I met Arleen Auger in 1988 through our mutual friend, Joel Revzen. It was April, morel mushroom hunting time in Minnesota, and that is what we talked about for the better part of our first meeting - mushroom hunting, nature, the human spirit, music, and the energy which takes us beyond our natural lives. Arleen spoke to me about her love of the art song repertoire. She talked about love, and life, and her desire that I compose a work which spoke about the finding of mature love. She wished to create with me a cycle of songs which were in contrast to the young girl's feeling for the promise of love in Frauen Lieben und Leben. Arleen told me that the poetry she most loved was Elizabeth Barrett Browning's Sonnets from the Portuguese. She admired the fact that within the stylized and romantic language, lived a creative woman grappling with issues seem still to engulf modern women. What part of her voice must she sacrifice to the lover and the world? Will the sacrifice be reciprocated? Can her essence survive? Browning at times soars to heights of daring - demanding the world take her as she is - at other moments her self-confidence wavers. Ultimately she realizes - as we must - that love and death demand constant faith in the leaps life requires. Over the next months, Arleen and I read the Sonnets and decided together on a grouping that represented Browning's growth in mature love and at the same time touched the artist in Arleen. We worked by mail and in person. I most remember the meeting in my living room when we both had our copies of the Sonnets spread out on the floor and we lay on our stomachs for the better part of two hours struggling over a line in "My Letters" trying to understand what it meant. Celia Novo, Arleen's wonderful friend, and my daughter Wynne brought us food and added their thoughts to the discussion. For me that afternoon was the essence of why a composer lives to work.

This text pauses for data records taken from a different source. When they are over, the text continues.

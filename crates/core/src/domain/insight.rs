use serde::{Deserialize, Serialize};
use std::collections::BTreeMap;
use std::fmt;

/// Ordered severity scale. Declaration order is rank order, so sorting
/// ascending puts `Critical` first.
#[derive(
    Debug, Clone, Copy, PartialEq, Eq, PartialOrd, Ord, Hash, Serialize, Deserialize,
)]
#[serde(rename_all = "snake_case")]
pub enum Severity {
    Critical,
    High,
    Medium,
    Low,
    Info,
}

impl Severity {
    pub fn as_str(&self) -> &'static str {
        match self {
            Severity::Critical => "critical",
            Severity::High => "high",
            Severity::Medium => "medium",
            Severity::Low => "low",
            Severity::Info => "info",
        }
    }
}

impl fmt::Display for Severity {
    fn fmt(&self, f: &mut fmt::Formatter<'_>) -> fmt::Result {
        f.write_str(self.as_str())
    }
}

/// Insight categories, in tie-break order for prioritization.
#[derive(
    Debug, Clone, Copy, PartialEq, Eq, PartialOrd, Ord, Hash, Serialize, Deserialize,
)]
#[serde(rename_all = "snake_case")]
pub enum InsightType {
    Risk,
    Anomaly,
    Opportunity,
    Info,
}

/// A metric attached to an insight for traceability. Every value cited by an
/// insight must be recomputable from the feature set and context thresholds.
#[derive(Debug, Clone, PartialEq, Serialize, Deserialize)]
#[serde(untagged)]
pub enum MetricValue {
    Bool(bool),
    Int(i64),
    Float(f64),
    Text(String),
}

impl fmt::Display for MetricValue {
    fn fmt(&self, f: &mut fmt::Formatter<'_>) -> fmt::Result {
        match self {
            MetricValue::Bool(v) => write!(f, "{v}"),
            MetricValue::Int(v) => write!(f, "{v}"),
            MetricValue::Float(v) => write!(f, "{v:.2}"),
            MetricValue::Text(v) => f.write_str(v),
        }
    }
}

impl From<bool> for MetricValue {
    fn from(v: bool) -> Self {
        MetricValue::Bool(v)
    }
}

impl From<i64> for MetricValue {
    fn from(v: i64) -> Self {
        MetricValue::Int(v)
    }
}

impl From<usize> for MetricValue {
    fn from(v: usize) -> Self {
        MetricValue::Int(v as i64)
    }
}

impl From<f64> for MetricValue {
    fn from(v: f64) -> Self {
        MetricValue::Float(v)
    }
}

impl From<&str> for MetricValue {
    fn from(v: &str) -> Self {
        MetricValue::Text(v.to_string())
    }
}

#[derive(Debug, Clone, Serialize, Deserialize)]
pub struct Insight {
    pub check_name: String,
    pub title: String,
    pub description: String,
    pub severity: Severity,
    pub insight_type: InsightType,
    pub metrics: BTreeMap<String, MetricValue>,
    pub recommendation: Option<String>,
    pub metadata: BTreeMap<String, serde_json::Value>,
}

impl Insight {
    pub fn metric(&self, name: &str) -> Option<&MetricValue> {
        self.metrics.get(name)
    }
}

#[cfg(test)]
mod tests {
    use super::*;

    #[test]
    fn severity_orders_critical_first() {
        assert!(Severity::Critical < Severity::High);
        assert!(Severity::High < Severity::Medium);
        assert!(Severity::Medium < Severity::Low);
        assert!(Severity::Low < Severity::Info);
    }

    #[test]
    fn insight_type_tie_break_order() {
        assert!(InsightType::Risk < InsightType::Anomaly);
        assert!(InsightType::Anomaly < InsightType::Opportunity);
        assert!(InsightType::Opportunity < InsightType::Info);
    }

    #[test]
    fn metric_values_serialize_untagged() {
        let v = serde_json::to_value(MetricValue::Int(3)).unwrap();
        assert_eq!(v, serde_json::json!(3));
        let v = serde_json::to_value(MetricValue::Text("high".to_string())).unwrap();
        assert_eq!(v, serde_json::json!("high"));
    }

    #[test]
    fn float_metrics_display_with_two_decimals() {
        assert_eq!(MetricValue::Float(37.5).to_string(), "37.50");
        assert_eq!(MetricValue::Int(5).to_string(), "5");
    }
}
//! Infrastructure layer.

pub mod backend;
pub mod database;

pub use self::{
    backend::Backend,
    database::{Database, InMemory},
};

Arleen's plan for the work was to preview it at the Aspen Music Festival with the Aspen Music Festival Orchestra, Joel Revzen conducting. We did so in 1989. After that preview we would then perfect the work and preview it again. We eliminated one song and revised another and composed a new song. We then previewed the cycle with members of both the Minnesota Orchestra and the Saint Paul Chamber Orchestra at the Ordway Music Theater in November 1991 with the intent of recording it as an aid to securing the official premier performance. Shortly thereafter, Arleen became ill.

In our last correspondence, Arleen wrote this: “Finally I have been able to find enough peace and quiet, rest and concentration time... to listen to the tape of our piece… Oh, Libby, every time I hear our piece the more I fall in love with it. You have really written something very special which touches my heart and speaks my intentions from our project. I only regret that I will not be able to debut (premier) it and that someone will have that pleasure and honor because it will and must be performed!” (March 1993)

In our work I had the pleasure of collaborating with a supremely graceful, intelligent, spiritual and deeply talented human being. I am the one who is honored to have worked with Arleen Auger.